Monday, February 15, 2010

Mama's Milk

So in the last 6 weeks, since I found out I was pregnant, my milk has been rapidly depleting. I have done teas, pumped, drank alot of water, eaten alot of garlic, stodd on my head and spun around (just kidding about the last one) to try to make my milk increase. Cyrus lost about 10 oz, which I guess could be from him getting more active and crawling and walking in the walker but it freaked me out enough to decide to supplement.

So I put out an SOS to the houston mamas that I know that are breastfeeding asking for donated milk. I truly believe that what goes around comes around and I must have done something nice for someone because I had 2 people answer my call out. I went and picked up 20 5oz bags of breastmilk from a wonderful woman in houston. I also had another woman who is deciding wether or not she can help and will get back to me. I will do just about anything to keep from having to give my son formula. I know that some people say, "why not?"

Well aside from the allergies that Lexi has, I just feel that there is alot of milk out there that women save and do not use, so why not ask for it. Breastmilk is best and I want to give my kids the best.

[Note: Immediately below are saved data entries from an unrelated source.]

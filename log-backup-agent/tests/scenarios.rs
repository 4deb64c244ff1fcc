use log_backup_agent::config::WatchConfig;
use log_backup_agent::{BackupExecutor, LoopPhase, PollOutcome, StateStore};
use std::fs::{self, File, FileTimes};
use std::path::{Path, PathBuf};
use std::time::{Duration, UNIX_EPOCH};
use tempfile::TempDir;
use tokio_util::sync::CancellationToken;

struct Fixture {
    _dir: TempDir,
    source: PathBuf,
    backup_dir: PathBuf,
}

impl Fixture {
    fn new() -> Self {
        let dir = TempDir::new().unwrap();
        let source = dir.path().join("logs").join("VM-state.log");
        let backup_dir = dir.path().join("backup");
        fs::create_dir_all(source.parent().unwrap()).unwrap();
        Self {
            _dir: dir,
            source,
            backup_dir,
        }
    }

    fn config(&self) -> WatchConfig {
        WatchConfig {
            source_file: self.source.clone(),
            backup_dir: self.backup_dir.clone(),
            interval_secs: 1,
        }
    }

    fn executor(&self) -> BackupExecutor {
        BackupExecutor::new(&self.config())
    }

    fn backups(&self) -> Vec<PathBuf> {
        let mut files: Vec<PathBuf> = fs::read_dir(&self.backup_dir)
            .unwrap()
            .filter_map(|e| e.ok())
            .map(|e| e.path())
            .filter(|p| {
                p.file_name()
                    .and_then(|n| n.to_str())
                    .is_some_and(|n| n.starts_with("VM-state.log__"))
            })
            .collect();
        files.sort();
        files
    }
}

fn set_mtime(path: &Path, secs: u64) {
    let t = UNIX_EPOCH + Duration::from_secs(secs);
    File::options()
        .write(true)
        .open(path)
        .unwrap()
        .set_times(FileTimes::new().set_modified(t))
        .unwrap();
}

#[test]
fn missing_source_creates_no_backup_until_it_appears() {
    let fx = Fixture::new();
    let mut executor = fx.executor();

    assert_eq!(executor.poll_once(), PollOutcome::SourceMissing);
    assert_eq!(executor.poll_once(), PollOutcome::SourceMissing);
    assert!(fx.backups().is_empty());

    fs::write(&fx.source, b"first boot\n").unwrap();
    assert!(matches!(executor.poll_once(), PollOutcome::BackedUp(_)));
    assert_eq!(fx.backups().len(), 1);
}

#[test]
fn append_produces_second_backup_with_new_content() {
    let fx = Fixture::new();
    let mut executor = fx.executor();

    fs::write(&fx.source, b"A").unwrap();
    assert!(matches!(executor.poll_once(), PollOutcome::BackedUp(_)));

    fs::write(&fx.source, b"AB").unwrap();
    let PollOutcome::BackedUp(second) = executor.poll_once() else {
        panic!("append was not backed up");
    };

    assert_eq!(fx.backups().len(), 2);
    assert_eq!(fs::read(&second.last_backup_file).unwrap(), b"AB");
}

#[test]
fn unchanged_source_is_backed_up_once() {
    let fx = Fixture::new();
    let mut executor = fx.executor();
    fs::write(&fx.source, b"steady").unwrap();

    assert!(matches!(executor.poll_once(), PollOutcome::BackedUp(_)));
    assert_eq!(executor.poll_once(), PollOutcome::Unchanged);
    assert_eq!(executor.poll_once(), PollOutcome::Unchanged);

    assert_eq!(fx.backups().len(), 1);
}

#[test]
fn touch_without_content_change_adds_no_backup() {
    let fx = Fixture::new();
    let mut executor = fx.executor();
    fs::write(&fx.source, b"same bytes").unwrap();
    set_mtime(&fx.source, 1_700_000_000);

    assert!(matches!(executor.poll_once(), PollOutcome::BackedUp(_)));

    set_mtime(&fx.source, 1_700_000_060);
    assert_eq!(executor.poll_once(), PollOutcome::MetadataOnly);
    assert_eq!(fx.backups().len(), 1);
}

#[test]
fn restart_with_unchanged_source_skips_backup() {
    let fx = Fixture::new();
    fs::write(&fx.source, b"persisted").unwrap();

    let mut first = fx.executor();
    assert!(matches!(first.poll_once(), PollOutcome::BackedUp(_)));
    let saved = StateStore::new(first.backup_dir()).load();
    assert_eq!(&saved, first.state());
    drop(first);

    let mut restarted = fx.executor();
    assert_eq!(restarted.state(), &saved);
    assert_eq!(restarted.poll_once(), PollOutcome::Unchanged);
    assert_eq!(fx.backups().len(), 1);
}

#[test]
fn corrupt_state_file_leads_to_fresh_backup() {
    let fx = Fixture::new();
    fs::write(&fx.source, b"data").unwrap();
    fs::create_dir_all(&fx.backup_dir).unwrap();
    fs::write(fx.backup_dir.join("backup_state.json"), b"not json").unwrap();

    let mut executor = fx.executor();
    assert!(executor.state().is_empty());
    assert!(matches!(executor.poll_once(), PollOutcome::BackedUp(_)));
}

#[test]
fn unwritable_state_file_does_not_stop_backups() {
    let fx = Fixture::new();
    // A directory in place of the state file makes every save fail.
    fs::create_dir_all(fx.backup_dir.join("backup_state.json")).unwrap();
    let mut executor = fx.executor();
    assert!(executor.state().is_empty());

    fs::write(&fx.source, b"A").unwrap();
    assert!(matches!(executor.poll_once(), PollOutcome::BackedUp(_)));
    assert_eq!(executor.poll_once(), PollOutcome::Unchanged);

    fs::write(&fx.source, b"AB").unwrap();
    let PollOutcome::BackedUp(second) = executor.poll_once() else {
        panic!("change after a failed save was not backed up");
    };

    assert_eq!(fx.backups().len(), 2);
    assert_eq!(fs::read(&second.last_backup_file).unwrap(), b"AB");
    assert!(fx.backup_dir.join("backup_state.json").is_dir());
}

#[test]
fn backup_preserves_source_bytes_and_mtime() {
    let fx = Fixture::new();
    let mut executor = fx.executor();
    fs::write(&fx.source, b"kernel: ok\nvm: running\n").unwrap();
    set_mtime(&fx.source, 1_690_000_000);

    let PollOutcome::BackedUp(record) = executor.poll_once() else {
        panic!("no backup written");
    };

    assert_eq!(
        fs::read(&record.last_backup_file).unwrap(),
        fs::read(&fx.source).unwrap()
    );
    let copied = fs::metadata(&record.last_backup_file).unwrap();
    assert_eq!(
        copied.modified().unwrap(),
        UNIX_EPOCH + Duration::from_secs(1_690_000_000)
    );
    assert_eq!(executor.state().last_mtime, Some(1_690_000_000));
}

#[tokio::test]
async fn run_loop_backs_up_and_stops_on_cancel() {
    let fx = Fixture::new();
    fs::write(&fx.source, b"loop").unwrap();

    let cancel = CancellationToken::new();
    let loop_cancel = cancel.clone();
    let config = fx.config();
    let handle = tokio::spawn(async move {
        let mut executor = BackupExecutor::new(&config);
        executor.run(loop_cancel).await;
        executor
    });

    tokio::time::sleep(Duration::from_millis(300)).await;
    cancel.cancel();

    let executor = tokio::time::timeout(Duration::from_secs(5), handle)
        .await
        .expect("loop did not stop")
        .unwrap();

    assert_eq!(executor.phase(), LoopPhase::Stopped);
    assert_eq!(fx.backups().len(), 1);
    assert_eq!(executor.state().last_size, Some(4));
}
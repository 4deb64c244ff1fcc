//! Human-readable formatting helpers for log output.

/// Format bytes as human-readable string
pub fn format_bytes(bytes: u64) -> String {
    const UNITS: &[&str] = &["B", "KB", "MB", "GB", "TB"];
    let mut size = bytes as f64;
    let mut unit_index = 0;

    while size >= 1024.0 && unit_index < UNITS.len() - 1 {
        size /= 1024.0;
        unit_index += 1;
    }

    format!("{:.2} {}", size, UNITS[unit_index])
}

/// Shorten a hex digest for log lines; empty digests render as `-`.
pub fn short_hash(hash: &str) -> &str {
    if hash.is_empty() {
        "-"
    } else {
        &hash[..hash.len().min(12)]
    }
}
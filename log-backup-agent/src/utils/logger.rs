//! Logging configuration using tracing.
//!
//! Records are single lines on stdout: timestamp, level, message.

use tracing_subscriber::{layer::SubscriberExt, util::SubscriberInitExt, EnvFilter};

/// Initialize logging with the specified level. `RUST_LOG` takes precedence.
pub fn init(level: &str) -> anyhow::Result<()> {
    let filter = EnvFilter::try_from_default_env()
        .or_else(|_| EnvFilter::try_new(level))
        .unwrap_or_else(|_| EnvFilter::new("info"));

    tracing_subscriber::registry()
        .with(filter)
        .with(
            tracing_subscriber::fmt::layer()
                .with_writer(std::io::stdout)
                .with_target(false),
        )
        .try_init()?;

    Ok(())
}
//! Log Backup Agent - Main entry point
//!
//! The process always exits with status 0: it runs under a supervisor that
//! should only ever learn about failures from the log stream.

use anyhow::{Context, Result};
use clap::Parser;
use log_backup_agent::{
    config::{self, Config},
    daemon::shutdown::ShutdownCoordinator,
    executor::BackupExecutor,
    utils,
};
use std::path::PathBuf;

#[derive(Parser, Debug)]
#[command(author, version, about, long_about = None)]
struct Args {
    /// Path to a TOML configuration file
    #[arg(short, long, value_name = "FILE")]
    config: Option<PathBuf>,

    /// Log file to watch (overrides SOURCE_FILE / LOG_FILE)
    #[arg(short, long, value_name = "FILE")]
    source: Option<PathBuf>,

    /// Backup directory (overrides BACKUP_DIR)
    #[arg(short, long, value_name = "DIR")]
    backup_dir: Option<PathBuf>,

    /// Poll interval in seconds (overrides BACKUP_INTERVAL)
    #[arg(short, long, value_name = "SECS")]
    interval: Option<String>,

    /// Log level (trace, debug, info, warn, error)
    #[arg(short, long)]
    log_level: Option<String>,
}

#[tokio::main]
async fn main() {
    let args = match Args::try_parse() {
        Ok(args) => args,
        Err(e) => {
            // --help, --version and usage errors alike end with status 0.
            let _ = e.print();
            return;
        }
    };

    if let Err(e) = run(args).await {
        tracing::error!("Fatal unexpected error: {:#}", e);
    }
}

async fn run(args: Args) -> Result<()> {
    let mut config = match Config::load(args.config.as_deref()) {
        Ok(config) => config,
        Err(e) => {
            init_logging(args.log_level.as_deref().unwrap_or("info"));
            return Err(e.into());
        }
    };

    if let Some(source) = args.source {
        config.watch.source_file = source;
    }
    if let Some(dir) = args.backup_dir {
        config.watch.backup_dir = dir;
    }
    if let Some(raw) = args.interval.as_deref() {
        config.watch.interval_secs = config::parse_interval(raw);
    }
    if let Some(level) = args.log_level {
        config.log.level = level;
    }

    init_logging(&config.log.level);

    tracing::info!("Starting log-backup-agent v{}", env!("CARGO_PKG_VERSION"));

    let shutdown = ShutdownCoordinator::new();
    let listener = shutdown.listen();
    let cancel = shutdown.token();

    let watch = config.watch.clone();
    let agent = tokio::spawn(async move {
        let mut executor = BackupExecutor::new(&watch);
        executor.run(cancel).await;
        executor
    });

    let executor = agent.await.context("backup task aborted")?;
    tracing::info!(
        "Backup agent {:?}, last backup: {}",
        executor.phase(),
        executor.state().record().map_or_else(
            || "none".to_string(),
            |r| format!("{} at {}", r.last_backup_file.display(), r.last_backup_utc)
        )
    );

    shutdown.trigger();
    let _ = listener.await;

    Ok(())
}

fn init_logging(level: &str) {
    if let Err(e) = utils::logger::init(level) {
        eprintln!("Failed to initialize logging: {}", e);
    }
}
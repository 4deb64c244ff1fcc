//! Persisted agent state.
//!
//! The last fingerprint and the last backup written are kept in
//! `<backup-dir>/backup_state.json` so a restarted agent does not copy an
//! unchanged file again. Writes go to a sibling temp file which is then
//! renamed over the canonical path, so readers only ever see a complete file.

use crate::fs::fingerprint::Fingerprint;
use crate::utils::errors::{AgentError, Result};
use serde::{Deserialize, Serialize};
use std::fs::{self, File};
use std::io::{self, BufWriter, ErrorKind, Write};
use std::path::{Path, PathBuf};
use tracing::{debug, warn};

/// File name of the state file inside the backup directory
pub const STATE_FILE_NAME: &str = "backup_state.json";

/// Metadata about the most recent backup
#[derive(Debug, Clone, PartialEq, Eq)]
pub struct BackupRecord {
    pub source: PathBuf,
    pub backup_dir: PathBuf,
    pub last_backup_file: PathBuf,
    /// Filename-safe UTC stamp, e.g. `2025-11-06T13-22-09Z`
    pub last_backup_utc: String,
}

/// Flat on-disk form of the last fingerprint and backup record
#[derive(Debug, Clone, Default, PartialEq, Eq, Serialize, Deserialize)]
pub struct PersistedState {
    #[serde(default, skip_serializing_if = "Option::is_none")]
    pub last_size: Option<u64>,

    #[serde(default, skip_serializing_if = "Option::is_none")]
    pub last_mtime: Option<i64>,

    #[serde(default)]
    pub last_hash: String,

    #[serde(default, skip_serializing_if = "Option::is_none")]
    pub source: Option<PathBuf>,

    #[serde(default, skip_serializing_if = "Option::is_none")]
    pub backup_dir: Option<PathBuf>,

    #[serde(default, skip_serializing_if = "Option::is_none")]
    pub last_backup_file: Option<PathBuf>,

    #[serde(default, skip_serializing_if = "Option::is_none")]
    pub last_backup_utc: Option<String>,
}

impl PersistedState {
    pub fn from_backup(fingerprint: &Fingerprint, record: &BackupRecord) -> Self {
        Self {
            last_size: Some(fingerprint.size),
            last_mtime: Some(fingerprint.mtime),
            last_hash: fingerprint.hash.clone(),
            source: Some(record.source.clone()),
            backup_dir: Some(record.backup_dir.clone()),
            last_backup_file: Some(record.last_backup_file.clone()),
            last_backup_utc: Some(record.last_backup_utc.clone()),
        }
    }

    /// Last fingerprint, if a backup has ever been recorded
    pub fn fingerprint(&self) -> Option<Fingerprint> {
        Some(Fingerprint {
            size: self.last_size?,
            mtime: self.last_mtime?,
            hash: self.last_hash.clone(),
        })
    }

    pub fn record(&self) -> Option<BackupRecord> {
        Some(BackupRecord {
            source: self.source.clone()?,
            backup_dir: self.backup_dir.clone()?,
            last_backup_file: self.last_backup_file.clone()?,
            last_backup_utc: self.last_backup_utc.clone()?,
        })
    }

    pub fn is_empty(&self) -> bool {
        *self == Self::default()
    }
}

/// Reads and writes [`PersistedState`] for one backup directory
#[derive(Debug, Clone)]
pub struct StateStore {
    path: PathBuf,
}

impl StateStore {
    /// Store for `<backup_dir>/backup_state.json`
    pub fn new(backup_dir: &Path) -> Self {
        Self {
            path: backup_dir.join(STATE_FILE_NAME),
        }
    }

    pub fn path(&self) -> &Path {
        &self.path
    }

    fn temp_path(&self) -> PathBuf {
        self.path.with_extension("tmp")
    }

    /// Load state, falling back to an empty state on any failure.
    pub fn load(&self) -> PersistedState {
        match self.try_load() {
            Ok(Some(state)) => state,
            Ok(None) => {
                debug!("No state file at {}, starting fresh", self.path.display());
                PersistedState::default()
            }
            Err(e) => {
                warn!("{} (continuing with empty state)", e);
                PersistedState::default()
            }
        }
    }

    /// Load state; `Ok(None)` when no state file exists yet.
    pub fn try_load(&self) -> Result<Option<PersistedState>> {
        let content = match fs::read_to_string(&self.path) {
            Ok(content) => content,
            Err(e) if e.kind() == ErrorKind::NotFound => return Ok(None),
            Err(source) => {
                return Err(AgentError::StateIo {
                    path: self.path.clone(),
                    source,
                })
            }
        };

        serde_json::from_str(&content)
            .map(Some)
            .map_err(|source| AgentError::StateFormat {
                path: self.path.clone(),
                source,
            })
    }

    /// Save state atomically. Failures are logged and reported as `false`.
    pub fn save(&self, state: &PersistedState) -> bool {
        match self.try_save(state) {
            Ok(()) => true,
            Err(e) => {
                warn!("Failed to save state: {}", e);
                false
            }
        }
    }

    /// Write to a temp file in the same directory, fsync, then rename over
    /// the state file.
    pub fn try_save(&self, state: &PersistedState) -> Result<()> {
        let temp_path = self.temp_path();

        let file = File::create(&temp_path).map_err(io_err(&temp_path))?;
        let mut writer = BufWriter::new(file);
        serde_json::to_writer_pretty(&mut writer, state).map_err(|source| {
            AgentError::StateFormat {
                path: temp_path.clone(),
                source,
            }
        })?;
        writer.flush().map_err(io_err(&temp_path))?;
        writer
            .get_ref()
            .sync_all()
            .map_err(io_err(&temp_path))?;

        fs::rename(&temp_path, &self.path).map_err(io_err(&self.path))?;
        Ok(())
    }
}

fn io_err(path: &Path) -> impl FnOnce(io::Error) -> AgentError {
    let path = path.to_path_buf();
    move |source| AgentError::StateIo { path, source }
}
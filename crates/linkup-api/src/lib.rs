// linkup-api: Async Rust client for the LibreLinkUp follower API

pub mod auth;
pub mod client;
pub mod error;
pub mod models;
pub mod transport;

pub use auth::{Credentials, RequestContext, account_id_for};
pub use client::{LinkUpClient, region_base_url};
pub use error::Error;
pub use models::{AuthTicket, Connection, LoginGrant};
pub use transport::{ClientIdentity, TransportConfig};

Yes I only nursed Lexi for a year, and I may only really get to nurse Cyrus for a good year before my milk completely dries up but If I can supplement him at least until then and maybe a little afterwards, I will feel that I did what I could to offer the healthiest choices.

I am 12 wks from my LMP and I guess I feel 12 weeks pregnant but maybe I don't. I am always so afraid of finding out I am not as far along as I thought because I want every pregnancy to be over as soon as it starts. I am not the happiest most glowing pregnant woman out there. I am actually quite the opposite lol. But I feel great immediately postpartum and I make the cutest babies ever, so it's worth it.

Friday, February 12, 2010

Another one?

Yes Yes. We are expecting another one. I ovulated twice in November (I am pretty sure) and oops! One more Yunker in the mix.

I have had a hard time connecting with this pregnancy but I am finally feeling the First trimester fog lift and so it is getting easier to get excited. I am excited about another baby, another birth, more breastfeeding, all the things I really love to do with my kids, but at the same time, I have a fear settling deep inside me.

Maybe I'm not woman enough to handle so many kids so close in age. I mean even just now I have found myself losing my temper because my 3 year old doesn't want to listen to me. Like.... at all. Can I handle all of the responsibility about to be put on me?

Yes I know I am capable! I know I am capable of practicing attachment practices, and breastfeeding, and cloth diapering and I know that I love my children and that I would do anything for them. I am just confused about when I am supposed to sleep so that I can recharge my body to have the energy to do all of those things.

Anyway, I don't want to sound like I am being negative, I am only trying to express my fears in a healthy manner.

I am going to try to blog throughout this pregnancy and stay up to date on it. at least every couple of days.